Schrader will unveil “I’m Your Man”, a sci-fi comedy about a woman played by Sandra Hueller (“Toni Erdmann”) finding a custom-made Mr Right. 

Bruehl, who came to international attention with the bittersweet comedy “Good Bye, Lenin” and is now part of the Captain America franchise, will make his directorial debut with “Next Door” about gentrification in Berlin. Sciamma, who scooped the best screenplay award in Cannes with her critical smash hit “Portrait of a Lady on Fire”, has completed “Petite Maman” starring two young girls.

TWO-PART FESTIVAL

One of Romania’s top filmmakers, Radu Jude, who won the Berlinale’s Silver Bear in 2015 for “Aferim!” about the origins of prejudice against the Roma, is back with “Bad Luck Banging or Loony Porn” about a teacher whose sex tape winds up on the internet.

Lebanese directors Joana Hadjithomas and Khalil Joreige will screen “Memory Box” about an immigrant mother in Montreal facing flashbacks of her country’s civil war. 

“Albatross” by France’s Xavier Beauvois (“Of Gods and Men”) tells of the trials of a police officer in a northern village. Festival circuit favourite Hong Sang-soo of South Korea will show “Introduction” featuring his frequent muse Kim Min-hee, who clinched best actress in Berlin in 2017.
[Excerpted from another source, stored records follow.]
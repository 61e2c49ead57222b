use std::{env, path::PathBuf, time::Duration};

use serde::{Deserialize, Serialize};

use crate::error::{ConfigError, MandiResult};

/// Top-level application configuration.
///
/// Loaded once at startup from environment variables (optionally
/// overridden by a JSON config file) and shared immutably via `Arc`.
/// Nothing mutates configuration at runtime.
#[derive(Debug, Clone, Serialize, Deserialize)]
pub struct MandiConfig {
    pub storage: StorageConfig,
    pub warehouse: WarehouseConfig,
    pub metrics: MetricsConfig,
    pub pipeline: PipelineConfig,
}

impl MandiConfig {
    /// Resolve configuration from the process environment.
    ///
    /// Recognized variables: `CLICKHOUSE_{HOST,PORT,USER,PASSWORD,DATABASE}`,
    /// `METRICS_PORT`, `MANDI_DATA_DIR`, `MANDI_DEADLINE_SECS`,
    /// `MLFLOW_TRACKING_URI` (parsed and logged, otherwise unused).
    pub fn from_env() -> MandiResult<Self> {
        Ok(Self {
            storage: StorageConfig::from_env()?,
            warehouse: WarehouseConfig::from_env()?,
            metrics: MetricsConfig::from_env()?,
            pipeline: PipelineConfig::from_env()?,
        })
    }

    /// Parse a JSON config file produced by operations tooling.
    pub fn from_json(raw: &str) -> MandiResult<Self> {
        serde_json::from_str(raw).map_err(|e| {
            ConfigError::InvalidValue {
                key: "config_file".to_string(),
                value: String::new(),
                msg: e.to_string(),
            }
            .into()
        })
    }
}

/// Data-lake storage layout.
#[derive(Debug, Clone, Serialize, Deserialize)]
pub struct StorageConfig {
    /// Root directory of the lake; layers (`raw`, `normalized`,
    /// `features`, `reference`) live directly below it.
    pub data_dir: PathBuf,

    /// Sibling directory receiving quarantined rows and the validation
    /// audit log.
    pub quarantine_dir: PathBuf,
}

impl StorageConfig {
    fn from_env() -> MandiResult<Self> {
        let data_dir =
            PathBuf::from(env::var("MANDI_DATA_DIR").unwrap_or_else(|_| "data/lake".to_string()));
        let quarantine_dir = data_dir
            .parent()
            .map(|p| p.join("quarantine"))
            .unwrap_or_else(|| PathBuf::from("data/quarantine"));
        Ok(Self {
            data_dir,
            quarantine_dir,
        })
    }
}

/// ClickHouse connection settings.
#[derive(Debug, Clone, Serialize, Deserialize)]
pub struct WarehouseConfig {
    pub host: String,
    /// Configured port. The native TCP port (9000) is probed and falls
    /// back to the HTTP companion port; any other value is used as the
    /// HTTP port directly.
    pub port: u16,
    pub user: String,
    pub password: String,
    pub database: String,
    /// Rows per insert batch.
    pub batch_size: usize,
    /// Insert attempts before giving up (linear backoff between them).
    pub insert_attempts: u32,
}

impl WarehouseConfig {
    fn from_env() -> MandiResult<Self> {
        Ok(Self {
            host: env::var("CLICKHOUSE_HOST").unwrap_or_else(|_| "localhost".to_string()),
            port: parse_env_or("CLICKHOUSE_PORT", 8123)?,
            user: env::var("CLICKHOUSE_USER").unwrap_or_else(|_| "default".to_string()),
            password: env::var("CLICKHOUSE_PASSWORD").unwrap_or_default(),
            database: env::var("CLICKHOUSE_DATABASE")
                .unwrap_or_else(|_| "mandi_market".to_string()),
            batch_size: 100_000,
            insert_attempts: 3,
        })
    }

    /// HTTP endpoint used for both metadata queries and inserts.
    ///
    /// When the configured port is the native TCP port, inserts go
    /// through the HTTP companion port instead.
    pub fn http_url(&self) -> String {
        let port = if self.port == 9000 { 8123 } else { self.port };
        format!("http://{}:{}", self.host, port)
    }
}

/// Prometheus scrape endpoint settings.
#[derive(Debug, Clone, Serialize, Deserialize)]
pub struct MetricsConfig {
    pub port: u16,
}

impl MetricsConfig {
    fn from_env() -> MandiResult<Self> {
        Ok(Self {
            port: parse_env_or("METRICS_PORT", 9090)?,
        })
    }
}

/// Cross-pipeline execution settings.
#[derive(Debug, Clone, Serialize, Deserialize)]
pub struct PipelineConfig {
    /// Wall-clock budget per pipeline run.
    pub run_deadline: Duration,

    /// Bounded worker pool size for symbol-keyed parallel fetches.
    pub fetch_workers: usize,

    /// Abort a lake write when pre-write validation reports critical
    /// failures.
    pub fail_on_validation_errors: bool,

    /// Threshold for the `price_continuity` warning rule.
    pub max_price_change_pct: f64,

    /// Recorded for parity with the deployment environment; the tracking
    /// integration itself is not part of this crate.
    pub mlflow_tracking_uri: Option<String>,
}

impl PipelineConfig {
    fn from_env() -> MandiResult<Self> {
        let deadline_secs: u64 = parse_env_or("MANDI_DEADLINE_SECS", 30 * 60)?;
        Ok(Self {
            run_deadline: Duration::from_secs(deadline_secs),
            fetch_workers: 4,
            fail_on_validation_errors: true,
            max_price_change_pct: 0.20,
            mlflow_tracking_uri: env::var("MLFLOW_TRACKING_URI").ok(),
        })
    }
}

fn parse_env_or<T>(key: &str, default: T) -> MandiResult<T>
where
    T: std::str::FromStr,
    T::Err: std::fmt::Display,
{
    match env::var(key) {
        Ok(raw) => raw.parse().map_err(|e: T::Err| {
            ConfigError::InvalidValue {
                key: key.to_string(),
                value: raw.clone(),
                msg: e.to_string(),
            }
            .into()
        }),
        Err(_) => Ok(default),
    }
}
Other titles include “A Cop Movie”, a Mexican documentary by Alonso Ruizpalacios, Iranian death penalty drama “Ballad of a White Cow” by Behtash Sanaeeha and Maryam Moghaddam and Denes Nagy’s Hungarian World War II feature “Natural Light”.

The Berlinale, now in its 71st edition, is the first major European cinema showcase of the year and ranks with Cannes and Venice among the continent’s top film festivals.
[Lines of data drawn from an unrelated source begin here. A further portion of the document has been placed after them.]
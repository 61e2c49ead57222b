use serde::{Deserialize, Serialize};
use strum::{Display, EnumIter, EnumString, IntoStaticStr};

pub mod client;
pub mod coerce;
pub mod loader;
pub mod mappings;

pub use client::{ClickHouseClient, ColumnMeta};
pub use loader::{LoadOptions, LoadReport, WarehouseLoader};

/// OLAP tables the loader may target.
///
/// Idempotency at the warehouse is the table engine's concern: each
/// table is a ReplacingMergeTree keyed on (event_id, trade_date), so
/// re-loads merge away rather than duplicate.
#[derive(
    Debug,
    Clone,
    Copy,
    PartialEq,
    Eq,
    Hash,
    Serialize,
    Deserialize,
    Display,
    EnumString,
    EnumIter,
    IntoStaticStr,
)]
#[strum(serialize_all = "snake_case")]
pub enum WarehouseTable {
    RawEquityOhlc,
    NormalizedEquityOhlc,
    FeaturesEquityIndicators,
    BulkBlockDeals,
    IndexConstituents,
    OptionChain,
    TradingCalendar,
    CorporateActions,
    SymbolMaster,
    QuarterlyFinancials,
}

impl WarehouseTable {
    pub fn as_str(&self) -> &'static str {
        self.into()
    }

    /// Lake layer the table is fed from.
    pub fn layer(&self) -> crate::schema::Layer {
        use crate::schema::Layer;
        match self {
            Self::RawEquityOhlc => Layer::Raw,
            Self::NormalizedEquityOhlc | Self::BulkBlockDeals | Self::OptionChain => {
                Layer::Normalized
            }
            Self::FeaturesEquityIndicators => Layer::Features,
            Self::TradingCalendar
            | Self::CorporateActions
            | Self::SymbolMaster
            | Self::IndexConstituents
            | Self::QuarterlyFinancials => Layer::Reference,
        }
    }
}

#[cfg(test)]
mod tests {
    use super::*;

    #[test]
    fn table_names_are_snake_case() {
        assert_eq!(
            WarehouseTable::NormalizedEquityOhlc.as_str(),
            "normalized_equity_ohlc"
        );
        assert_eq!(
            "bulk_block_deals".parse::<WarehouseTable>().expect("known"),
            WarehouseTable::BulkBlockDeals
        );
    }
}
As a result of the coronavirus outbreak, it is scheduled to take place in two parts this year, one in March for industry professionals and one in June with screenings for general audiences.

The jury will be made up of six previous Golden Bear winners including last year’s laureate, dissident Iranian director Mohammad Rasoulof, who claimed the prize for “There Is No Evil” about capital punishment in his country.